Ausschlaggebend zur Erteilung der Allgemeinen Hochschulreife ist einzig die Abiturprüfung. Auf welchem Weg man sich für diese Prüfung vorbereitet, ist grundsätzlich jedem freigestellt. Wer sich zutraut, den Stoff komplett auf eigene Faust zu erlernen, kann sich am Ende nur für die sogenannte Nicht-Schüler-Abitur-Prüfung an einer passenden Schule anmelden. Da die Vorbereitung aber oft schwierig ist, gibt es unterschiedliche Möglichkeiten, den Lernprozess durch gezielte Kurse zu unterstützen. So bieten zum Beispiel Volkshochschulen in ganz Deutschland Abiturvorbereitungsprogramme an, die mehrere Jahre dauern. Wer zeit- und ortsunabhängig lernen will, kann sich für eine Fernschule anmelden. Verschiedene Schule bieten dabei an, die relevanten Materialien nach Hause zu schicken und mehrmals im Jahr den Lernfortschritt durch Prüfungen in verschiedenen Fächern zu testen. Da das Lernen von Zuhause große Disziplin voraussetzt, ist es aber nicht für jeden Lerntyp geeignet. Das Bundesinstitut für Berufsbildung hat dazu einen Selbstbeurteilungsbogen zusammengestellt.

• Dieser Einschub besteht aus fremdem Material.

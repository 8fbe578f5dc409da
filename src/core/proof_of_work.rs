use crate::core::{Block, DifficultySchedule};
use log::{debug, info};

/// Leading-zero proof of work over a block's content hash
pub struct ProofOfWork {
    difficulty: u32,
    prefix: String,
}

impl ProofOfWork {
    pub fn new(difficulty: u32) -> ProofOfWork {
        ProofOfWork {
            difficulty,
            prefix: DifficultySchedule::target_prefix(difficulty),
        }
    }

    /// Validate proof-of-work for a block: the stored hash must be the real
    /// content hash and carry the required prefix
    pub fn validate(&self, block: &Block) -> bool {
        block.get_hash() == block.calculate_hash()
            && DifficultySchedule::meets_target(block.get_hash(), self.difficulty)
    }

    /// Increments the nonce until the content hash meets the target.
    /// No iteration bound and no cancellation: the caller owns a private copy
    /// of the block and simply drops it to give up.
    pub fn run(&self, block: &Block) -> (i64, String) {
        let mut nonce = block.get_nonce();
        debug!(
            "Mining block #{} with difficulty {}",
            block.get_index(),
            self.difficulty
        );
        loop {
            nonce += 1;
            let hash = block.hash_with_nonce(nonce);
            if hash.starts_with(&self.prefix) {
                info!("Mined block #{}: {hash} (nonce {nonce})", block.get_index());
                return (nonce, hash);
            }
        }
    }

    pub fn get_difficulty(&self) -> u32 {
        self.difficulty
    }
}

#[cfg(test)]
mod tests {
    use super::*;
    use crate::core::{Transaction, TransactionOutput};

    fn create_test_block() -> Block {
        let reward = Transaction::from_reward(TransactionOutput::new("miner", 10)).unwrap();
        Block::new(1, "previous_hash", vec![reward]).unwrap()
    }

    #[test]
    fn test_run_meets_prefix() {
        let block = create_test_block();
        let pow = ProofOfWork::new(2);
        let (nonce, hash) = pow.run(&block);

        assert!(nonce >= 1);
        assert!(hash.starts_with("00"));
        assert_eq!(hash, block.hash_with_nonce(nonce));
    }

    #[test]
    fn test_validate_requires_mined_hash() {
        let mut block = create_test_block();
        block.mine(1, "miner");
        assert!(ProofOfWork::new(1).validate(&block));
        assert!(!ProofOfWork::new(64).validate(&block));
        assert_eq!(ProofOfWork::new(1).get_difficulty(), 1);
    }

    #[test]
    fn test_zero_difficulty_stops_at_first_nonce() {
        let block = create_test_block();
        let (nonce, _) = ProofOfWork::new(0).run(&block);
        assert_eq!(nonce, 1);
    }
}
//! Wallet key management
//!
//! A wallet is a key pair. The hex public key doubles as the address, and the
//! wallet knows how to turn its unspent outputs into a signed transfer.

#[allow(clippy::module_inception)]
pub mod wallet;

pub use wallet::Wallet;
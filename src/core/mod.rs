//! Core ledger functionality
//!
//! This module contains the fundamental ledger components: transactions and
//! their inputs/outputs, blocks and proof-of-work mining, the difficulty
//! schedule, reward rules, and the blockchain that owns chain and mempool.

pub mod block;
pub mod blockchain;
pub mod difficulty;
pub mod monetary;
pub mod proof_of_work;
pub mod transaction;

pub use block::{Block, BlockData, BlockInfo};
pub use blockchain::{Blockchain, TransactionSearch, TX_PER_BLOCK};
pub use difficulty::{DifficultySchedule, DIFFICULTY_FACTOR, MAX_DIFFICULTY};
pub use monetary::{get_reward_amount, FEE_PER_TX};
pub use proof_of_work::ProofOfWork;
pub use transaction::{
    Transaction, TransactionData, TransactionInput, TransactionOutput, TransactionType,
};
// Client-side workflows. Both only talk to the node through requests, so the
// slow part (mining) never runs anywhere near the chain lock.

use crate::core::{Block, BlockInfo, Transaction, TransactionOutput};
use crate::error::{Result, Validation};
use crate::network::{send_request, Request, WalletInfo};
use crate::wallet::Wallet;
use log::info;

/// Fetches the template, claims the full reward, mines locally and submits.
/// `None` when the node has nothing to mine.
pub fn mine_next(node: &str, miner: &Wallet) -> Result<Option<Block>> {
    let template: Option<BlockInfo> = send_request(node, &Request::NextBlock)?.into_result()?;
    let Some(info) = template else {
        return Ok(None);
    };

    let reward = Transaction::from_reward(TransactionOutput::new(
        miner.get_address(),
        info.max_reward(),
    ))?;
    let mut block = Block::from_block_info(&info)?;
    block.push_transaction(reward);

    info!(
        "Mining block #{} with {} transactions at difficulty {}",
        info.index,
        info.transactions.len(),
        info.difficulty
    );
    block.mine(info.difficulty, miner.get_address());

    let request = Request::SubmitBlock {
        block: serde_json::to_value(&block)?,
    };
    let validation: Validation = send_request(node, &request)?.into_result()?;
    info!("Block #{} accepted: {}", block.get_index(), validation.message);
    Ok(Some(block))
}

/// Pays `amount` to `to` out of `wallet`'s unspent outputs, change back to the wallet
pub fn send_funds(node: &str, wallet: &Wallet, to: &str, amount: i64) -> Result<Transaction> {
    let request = Request::GetWallet {
        address: wallet.get_address().to_string(),
    };
    let info: WalletInfo = send_request(node, &request)?.into_result()?;

    let tx = wallet.create_transfer(&info.utxo, to, amount, info.fee)?;
    let request = Request::SubmitTransaction {
        transaction: serde_json::to_value(&tx)?,
    };
    let validation: Validation = send_request(node, &request)?.into_result()?;
    info!("Transaction {} accepted", validation.message);
    Ok(tx)
}
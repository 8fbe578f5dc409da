//! Command-line interface
//!
//! Argument parsing for the node binary, plus the two client workflows that
//! talk to a running node: the polling miner and the wallet transfer.

pub mod actions;
pub mod commands;

pub use actions::{mine_next, send_funds};
pub use commands::{Command, Opt};
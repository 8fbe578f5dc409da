//! # Protochain - a single-process UTXO ledger
//!
//! One in-memory chain of proof-of-work blocks, a mempool in front of it, and
//! a small TCP node that exposes both. Built for teaching, not for a network.
//!
//! ## How the code is organized
//! - `core/`: transactions, blocks, mining, the difficulty schedule, rewards
//!   and the `Blockchain` that owns chain and mempool
//! - `storage/`: the memory pool
//! - `wallet/`: key pairs and building signed transfers
//! - `network/`: the node API over a shared chain, its TCP server and client
//! - `config/`: environment-backed settings
//! - `utils/`: hashing, signing and JSON helpers
//! - `cli/`: command-line parsing plus the miner and wallet workflows
//!
//! ## Ground rules
//! - `Blockchain` is the only thing that mutates the chain or the mempool
//! - Rejections are `ValidationError`s, expected and frequent; everything
//!   else that can go wrong is a `BlockchainError`
//! - Mining happens on a private copy of a block, never under the chain lock

pub mod cli;
pub mod config;
pub mod core;
pub mod error;
pub mod network;
pub mod storage;
pub mod utils;
pub mod wallet;

#[cfg(test)]
pub mod testnet;

// Re-export commonly used types for convenience
pub use cli::{Command, Opt};
pub use config::{Config, GLOBAL_CONFIG};
pub use core::{
    Block, BlockInfo, Blockchain, DifficultySchedule, ProofOfWork, Transaction,
    TransactionInput, TransactionOutput, TransactionSearch, TransactionType, FEE_PER_TX,
    MAX_DIFFICULTY, TX_PER_BLOCK,
};
pub use error::{BlockchainError, Result, Validation, ValidationError};
pub use network::{send_request, ApiResponse, NodeApi, Request, Server};
pub use storage::MemoryPool;
pub use utils::{current_timestamp, new_key_pair, sha256_hex, sign_message, verify_signature};
pub use wallet::Wallet;
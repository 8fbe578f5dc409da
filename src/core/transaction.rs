// This file implements the transaction system - the way value moves in my ledger
// Outputs are claims on value, inputs spend earlier outputs, and every transaction
// hashes its own contents so any tampering shows up on validation

use crate::core::monetary::get_reward_amount;
use crate::error::{BlockchainError, Result, ValidationError};
use crate::utils::{current_timestamp, sha256_hex, sign_message, verify_signature};
use serde::{Deserialize, Serialize};

fn sum_amounts(amounts: impl Iterator<Item = i64>) -> i64 {
    amounts.fold(0i64, |acc, amount| acc.saturating_add(amount))
}

// REGULAR moves existing value, FEE pays the miner of a block
#[derive(Debug, Clone, Copy, Default, PartialEq, Eq, Serialize, Deserialize)]
#[serde(rename_all = "SCREAMING_SNAKE_CASE")]
pub enum TransactionType {
    #[default]
    Regular,
    Fee,
}

impl TransactionType {
    fn code(&self) -> u8 {
        match self {
            TransactionType::Regular => 1,
            TransactionType::Fee => 2,
        }
    }
}

// This represents a transaction input - a signed claim against one earlier output
// Think of it as "I spend 10 of what transaction ABC123 paid me"
#[derive(Debug, Clone, Default, PartialEq, Eq, Serialize, Deserialize)]
#[serde(rename_all = "camelCase", default)]
pub struct TransactionInput {
    previous_tx_hash: String, // Hash of the transaction that produced the output I spend
    from_address: String,     // My public key, used to check the signature
    amount: i64,
    signature: String,
}

impl TransactionInput {
    // When I create a new transaction input (before signing)
    pub fn new(previous_tx_hash: &str, from_address: &str, amount: i64) -> TransactionInput {
        TransactionInput {
            previous_tx_hash: previous_tx_hash.to_string(),
            from_address: from_address.to_string(),
            amount,
            signature: String::new(),
        }
    }

    /// Builds an unsigned input that spends the whole of `txo`
    pub fn from_txo(txo: &TransactionOutput) -> TransactionInput {
        TransactionInput::new(&txo.producing_tx_hash, &txo.to_address, txo.amount)
    }

    pub fn get_previous_tx_hash(&self) -> &str {
        self.previous_tx_hash.as_str()
    }

    pub fn get_from_address(&self) -> &str {
        self.from_address.as_str()
    }

    pub fn get_amount(&self) -> i64 {
        self.amount
    }

    pub fn get_signature(&self) -> &str {
        self.signature.as_str()
    }

    /// The message that gets signed
    pub fn get_hash(&self) -> String {
        sha256_hex(&format!(
            "{}{}{}",
            self.previous_tx_hash, self.from_address, self.amount
        ))
    }

    pub fn sign(&mut self, private_key: &str) -> Result<()> {
        self.signature = sign_message(&self.get_hash(), private_key)?;
        Ok(())
    }

    pub fn is_valid(&self) -> std::result::Result<(), ValidationError> {
        if self.previous_tx_hash.is_empty() {
            return Err(ValidationError::MissingReference);
        }
        if self.signature.is_empty() {
            return Err(ValidationError::MissingSignature);
        }
        if self.amount < 1 {
            return Err(ValidationError::AmountInvalid);
        }
        if !verify_signature(&self.get_hash(), &self.signature, &self.from_address) {
            return Err(ValidationError::BadSignature);
        }
        Ok(())
    }
}

// This represents a transaction output - value that the owner of `to_address` can spend later
#[derive(Debug, Clone, Default, PartialEq, Eq, Serialize, Deserialize)]
#[serde(rename_all = "camelCase", default)]
pub struct TransactionOutput {
    to_address: String,
    amount: i64,
    producing_tx_hash: String, // Always the hash of the transaction that holds me
}

impl TransactionOutput {
    pub fn new(to_address: &str, amount: i64) -> TransactionOutput {
        TransactionOutput {
            to_address: to_address.to_string(),
            amount,
            producing_tx_hash: String::new(),
        }
    }

    pub fn get_to_address(&self) -> &str {
        self.to_address.as_str()
    }

    pub fn get_amount(&self) -> i64 {
        self.amount
    }

    pub fn get_producing_tx_hash(&self) -> &str {
        self.producing_tx_hash.as_str()
    }

    pub fn get_hash(&self) -> String {
        sha256_hex(&format!("{}{}", self.to_address, self.amount))
    }

    pub fn is_valid(&self) -> std::result::Result<(), ValidationError> {
        if self.amount < 1 {
            return Err(ValidationError::AmountInvalid);
        }
        Ok(())
    }
}

/// Transaction fields as they arrive from outside, before defaults are resolved
#[derive(Debug, Clone, Default, Deserialize)]
#[serde(rename_all = "camelCase", default)]
pub struct TransactionData {
    #[serde(rename = "type")]
    pub tx_type: TransactionType,
    pub timestamp: Option<i64>,
    pub inputs: Vec<TransactionInput>,
    pub outputs: Vec<TransactionOutput>,
    pub hash: Option<String>,
}

// This is the main transaction structure - an atomic transfer of value
#[derive(Debug, Clone, PartialEq, Eq, Serialize, Deserialize)]
#[serde(rename_all = "camelCase", try_from = "TransactionData")]
pub struct Transaction {
    #[serde(rename = "type")]
    tx_type: TransactionType,
    timestamp: i64,
    inputs: Vec<TransactionInput>,
    outputs: Vec<TransactionOutput>,
    hash: String,
}

impl TryFrom<TransactionData> for Transaction {
    type Error = BlockchainError;

    fn try_from(data: TransactionData) -> Result<Self> {
        Transaction::from_data(data)
    }
}

impl Transaction {
    // When I build a fresh transaction: timestamp now, hash fixed, outputs bound to it
    pub fn new(
        tx_type: TransactionType,
        inputs: Vec<TransactionInput>,
        outputs: Vec<TransactionOutput>,
    ) -> Result<Transaction> {
        Transaction::from_data(TransactionData {
            tx_type,
            timestamp: Some(current_timestamp()?),
            inputs,
            outputs,
            hash: None,
        })
    }

    /// Resolves defaults once: a missing timestamp becomes "now" and a missing
    /// hash is computed, in which case the outputs are bound to it.
    /// A supplied hash is kept as-is so validation can catch tampering.
    pub fn from_data(data: TransactionData) -> Result<Transaction> {
        let timestamp = match data.timestamp {
            Some(timestamp) => timestamp,
            None => current_timestamp()?,
        };
        let mut tx = Transaction {
            tx_type: data.tx_type,
            timestamp,
            inputs: data.inputs,
            outputs: data.outputs,
            hash: String::new(),
        };

        match data.hash.filter(|hash| !hash.is_empty()) {
            Some(hash) => tx.hash = hash,
            None => tx.seal(),
        }
        Ok(tx)
    }

    /// The only sanctioned way to build a reward transaction
    pub fn from_reward(output: TransactionOutput) -> Result<Transaction> {
        Transaction::new(TransactionType::Fee, vec![], vec![output])
    }

    // I fix the hash and back-fill every output with it
    fn seal(&mut self) {
        self.hash = self.get_hash();
        for output in self.outputs.iter_mut() {
            output.producing_tx_hash = self.hash.clone();
        }
    }

    pub fn get_hash(&self) -> String {
        let from = self
            .inputs
            .iter()
            .map(|input| input.signature.as_str())
            .collect::<Vec<_>>()
            .join(",");
        let to = self
            .outputs
            .iter()
            .map(TransactionOutput::get_hash)
            .collect::<Vec<_>>()
            .join(",");
        sha256_hex(&format!(
            "{}{}{}{}",
            self.tx_type.code(),
            from,
            to,
            self.timestamp
        ))
    }

    /// `inputs - outputs`, defined only when the transaction has inputs
    pub fn get_fee(&self) -> Option<i64> {
        if self.inputs.is_empty() {
            return None;
        }
        Some(self.input_amount().saturating_sub(self.output_amount()))
    }

    pub fn input_amount(&self) -> i64 {
        sum_amounts(self.inputs.iter().map(|input| input.amount))
    }

    pub fn output_amount(&self) -> i64 {
        sum_amounts(self.outputs.iter().map(|output| output.amount))
    }

    // Cheapest checks first: hash, then structure, then economics.
    // The order decides which single message a caller sees.
    pub fn is_valid(
        &self,
        difficulty: u32,
        total_fees: i64,
    ) -> std::result::Result<(), ValidationError> {
        if self.hash != self.get_hash() {
            return Err(ValidationError::HashMismatch);
        }

        if self.outputs.is_empty() || self.outputs.iter().any(|o| o.is_valid().is_err()) {
            return Err(ValidationError::OutputsInvalid);
        }

        if !self.inputs.is_empty() {
            let messages: Vec<String> = self
                .inputs
                .iter()
                .filter_map(|input| input.is_valid().err())
                .map(|e| e.to_string())
                .collect();
            if !messages.is_empty() {
                return Err(ValidationError::InputInvalid(messages));
            }

            let (inputs, outputs) = (self.input_amount(), self.output_amount());
            if inputs < outputs {
                return Err(ValidationError::InsufficientInputs { inputs, outputs });
            }
        }

        if self
            .outputs
            .iter()
            .any(|output| output.producing_tx_hash != self.hash)
        {
            return Err(ValidationError::OutputNotBoundToTx);
        }

        match self.tx_type {
            TransactionType::Regular => {
                // Only a FEE transaction may create value out of nothing
                if self.inputs.is_empty() {
                    return Err(ValidationError::InsufficientInputs {
                        inputs: 0,
                        outputs: self.output_amount(),
                    });
                }
            }
            TransactionType::Fee => {
                if !self.inputs.is_empty() {
                    return Err(ValidationError::InputInvalid(vec![
                        "Fee transactions take no inputs.".to_string(),
                    ]));
                }
                if self.outputs.len() != 1 {
                    return Err(ValidationError::FeeOutputsInvalid);
                }
                let allowed = get_reward_amount(difficulty).saturating_add(total_fees);
                let amount = self.output_amount();
                if amount > allowed {
                    return Err(ValidationError::RewardExceeded { amount, allowed });
                }
            }
        }

        Ok(())
    }

    pub fn is_fee(&self) -> bool {
        self.tx_type == TransactionType::Fee
    }

    pub fn get_type(&self) -> TransactionType {
        self.tx_type
    }

    pub fn get_timestamp(&self) -> i64 {
        self.timestamp
    }

    pub fn get_id(&self) -> &str {
        self.hash.as_str()
    }

    pub fn get_inputs(&self) -> &[TransactionInput] {
        self.inputs.as_slice()
    }

    pub fn get_outputs(&self) -> &[TransactionOutput] {
        self.outputs.as_slice()
    }
}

Open Educational Resources sind vorerst noch kein Teil deutscher Bildungspolitik

Zwei klassische Methoden das Abitur nachzuholen sind das Berufskolleg und das Abendgymnasium. Grundsätzlich ist ein Kolleg wie eine typische Schule aufgebaut. Man lernt vormittags von acht bis dreizehn Uhr. Das Abendgymnasium zielt hauptsächlich auf die Gruppe der Berufstätigen ab, weshalb die Kurse nach Feierabend von etwa 17 bis 22 Uhr stattfinden. Einen guten Überblick über alle Programme bietet der schematische Überblick von abitur-nachholen.net.

Wer genug Zeit und Durchhaltevermögen hat, das nachgeholte Abitur in Angriff zu nehmen, kann sicherlich mit einer Bereicherung fürs Leben rechnen. Die Wege zur Hochschulreife sind in Deutschland zahlreich und oft unübersichtlich. Deshalb bedeutet ein bestandenes Abitur oft nicht nur den Beweis von Wissen, sondern auch die erfolgreiche Überwindung von jahrelangen Qualen verursacht durch die deutsche Bürokratie.